Let me cut&paste an old method that uses a comma as a delimter
CREATE TABLE InputStrings
(keycol CHAR(10) NOT NULL PRIMARY KEY,
input_string VARCHAR(255) NOT NULL);
INSERT INTO InputStrings VALUES ('first', '12,34,567,896');
INSERT INTO InputStrings VALUES ('second', '312,534,997,896');
etc.
This will be the table that gets the outputs, in the form of the
original key column and one parameter per row.

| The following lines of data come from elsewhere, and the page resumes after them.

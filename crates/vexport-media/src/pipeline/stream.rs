//! Lazy chunking of readers for streaming execution.

use std::io::{self, ErrorKind, Read};

/// Default chunk size for [`ByteChunks`] (4 MiB).
pub const DEFAULT_CHUNK_SIZE: usize = 4 * 1024 * 1024;

/// Iterator over bounded-size chunks of a reader.
///
/// Only one chunk is held in memory at a time, so arbitrarily large inputs
/// can be fed to [`Pipeline::stream`](super::Pipeline::stream). Every chunk
/// except the last is exactly `chunk_size` bytes.
pub struct ByteChunks<R> {
    reader: R,
    chunk_size: usize,
    done: bool,
}

impl<R: Read> ByteChunks<R> {
    pub fn new(reader: R, chunk_size: usize) -> Self {
        Self {
            reader,
            chunk_size: chunk_size.max(1),
            done: false,
        }
    }

    pub fn with_default_size(reader: R) -> Self {
        Self::new(reader, DEFAULT_CHUNK_SIZE)
    }
}

impl<R: Read> Iterator for ByteChunks<R> {
    type Item = io::Result<Vec<u8>>;

    fn next(&mut self) -> Option<Self::Item> {
        if self.done {
            return None;
        }

        let mut chunk = vec![0u8; self.chunk_size];
        let mut filled = 0;
        while filled < chunk.len() {
            match self.reader.read(&mut chunk[filled..]) {
                Ok(0) => {
                    self.done = true;
                    break;
                }
                Ok(n) => filled += n,
                Err(e) if e.kind() == ErrorKind::Interrupted => continue,
                Err(e) => {
                    self.done = true;
                    return Some(Err(e));
                }
            }
        }

        if filled == 0 {
            return None;
        }
        chunk.truncate(filled);
        Some(Ok(chunk))
    }
}

#[cfg(test)]
mod tests {
    use super::*;
    use std::io::Cursor;

    #[test]
    fn test_chunks_cover_input() {
        let data: Vec<u8> = (0..10).collect();
        let chunks: Vec<Vec<u8>> = ByteChunks::new(Cursor::new(data.clone()), 4)
            .collect::<io::Result<_>>()
            .unwrap();
        assert_eq!(chunks.len(), 3);
        assert_eq!(chunks[0], vec![0, 1, 2, 3]);
        assert_eq!(chunks[2], vec![8, 9]);
        assert_eq!(chunks.concat(), data);
    }

    #[test]
    fn test_empty_reader_yields_nothing() {
        assert_eq!(ByteChunks::new(Cursor::new(Vec::new()), 8).count(), 0);
    }

    #[test]
    fn test_exact_multiple_has_no_empty_tail() {
        let chunks = ByteChunks::new(Cursor::new(vec![1u8; 8]), 4).count();
        assert_eq!(chunks, 2);
    }

    #[test]
    fn test_default_size_splits_at_four_mib() {
        let reader = io::repeat(7).take(DEFAULT_CHUNK_SIZE as u64 + 3);
        let sizes: Vec<usize> = ByteChunks::with_default_size(reader).map(|c| c.unwrap().len()).collect();
        assert_eq!(sizes, vec![DEFAULT_CHUNK_SIZE, 3]);
    }
}
//! Worker error types.

use thiserror::Error;

use vexport_media::{MediaError, PipelineError};
use vexport_models::{EncodeSpecError, TimestampError};

pub type WorkerResult<T> = Result<T, WorkerError>;

#[derive(Debug, Error)]
pub enum WorkerError {
    #[error("Configuration error: {0}")]
    ConfigError(String),

    #[error("Invalid job: {0}")]
    InvalidJob(String),

    #[error("Export interrupted at {:.1}%", .0 * 100.0)]
    Interrupted(f64),

    #[error("Media error: {0}")]
    Media(#[from] MediaError),

    #[error("Pipeline error: {0}")]
    Pipeline(#[from] PipelineError),

    #[error("Invalid range: {0}")]
    Timestamp(#[from] TimestampError),

    #[error("Invalid encode spec: {0}")]
    EncodeSpec(#[from] EncodeSpecError),

    #[error("JSON error: {0}")]
    Json(#[from] serde_json::Error),

    #[error("IO error: {0}")]
    Io(#[from] std::io::Error),
}

impl WorkerError {
    pub fn config_error(msg: impl Into<String>) -> Self {
        Self::ConfigError(msg.into())
    }

    pub fn invalid_job(msg: impl Into<String>) -> Self {
        Self::InvalidJob(msg.into())
    }

    /// The media error behind this one, looking through pipeline stage failures.
    pub fn media_error(&self) -> Option<&MediaError> {
        match self {
            Self::Media(e) => Some(e),
            Self::Pipeline(PipelineError::Stage { source, .. }) => source.downcast_ref::<MediaError>(),
            _ => None,
        }
    }

    /// Encoder stderr, verbatim, when the export failed inside FFmpeg.
    pub fn encoder_stderr(&self) -> Option<&str> {
        self.media_error().and_then(MediaError::encoder_stderr)
    }

    /// Whether the failure is a setup problem that no retry will fix.
    pub fn is_configuration(&self) -> bool {
        match self {
            Self::ConfigError(_) => true,
            _ => self.media_error().is_some_and(MediaError::is_configuration),
        }
    }
}

#[cfg(test)]
mod tests {
    use super::*;

    fn encode_failure() -> MediaError {
        MediaError::EncodeExecution {
            command: "ffmpeg -i in.mp4 out.mp4".to_string(),
            stdout: String::new(),
            stderr: "in.mp4: Invalid data found when processing input\n".to_string(),
            exit_code: Some(1),
        }
    }

    #[test]
    fn test_encoder_stderr_direct() {
        let err = WorkerError::from(encode_failure());
        assert_eq!(
            err.encoder_stderr(),
            Some("in.mp4: Invalid data found when processing input\n")
        );
    }

    #[test]
    fn test_encoder_stderr_through_pipeline() {
        let err = WorkerError::from(PipelineError::stage("cut_segment", encode_failure()));
        assert!(err.encoder_stderr().unwrap().contains("Invalid data"));
        assert!(!err.is_configuration());
    }

    #[test]
    fn test_configuration_detection() {
        assert!(WorkerError::from(MediaError::configuration("ffmpeg not found")).is_configuration());
        assert!(WorkerError::config_error("bad work dir").is_configuration());
        assert!(!WorkerError::invalid_job("no ranges").is_configuration());
    }
}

It makes life easier if the lists in the input strings start and end
with a comma. You will need a table of sequential numbers -- a
standard SQL programming trick, Now, the query,
CREATE VIEW ParmList (keycol, place, parm)
AS
SELECT keycol,
COUNT(S2.seq), -- reverse order
SUBSTRING (I1.input_string
FROM S1.seq
FOR MIN(S2.seq) - S1.seq -1)
FROM InputStrings AS I1, Sequence AS S1, Sequence AS S2
WHERE SUBSTRING (',' + I1.input_string + ',', S1.seq, 1) = ','
AND SUBSTRING (',' + I1.input_string + ',', S2.seq, 1) = ','
AND S1.seq < S2.seq
GROUP BY I1.keycol, I1.input_string, S1.seq;
The S1 and S2 copies of Sequence are used to locate bracketing pairs
of commas, and the entire set of substrings located between them is
extracted and cast as integers in one non-procedural step. The trick
is to be sure that the right hand comma of the bracketing pair is the
closest one to the first comma. The relative position of each element
in the list is given by the value of "place", but it does a count down
so you can plan horizontal placement in columns.
Hey, I can write kludges with the best of them, but I don't. You need
to at the very least write a routine to clean out blanks, handle
double commas etc. Basically, you must write part of a compiler in
SQL. Yeeeech! Or decide that you do not want to have data integrity,
which is what most Newbies do in practice altho they do not know it.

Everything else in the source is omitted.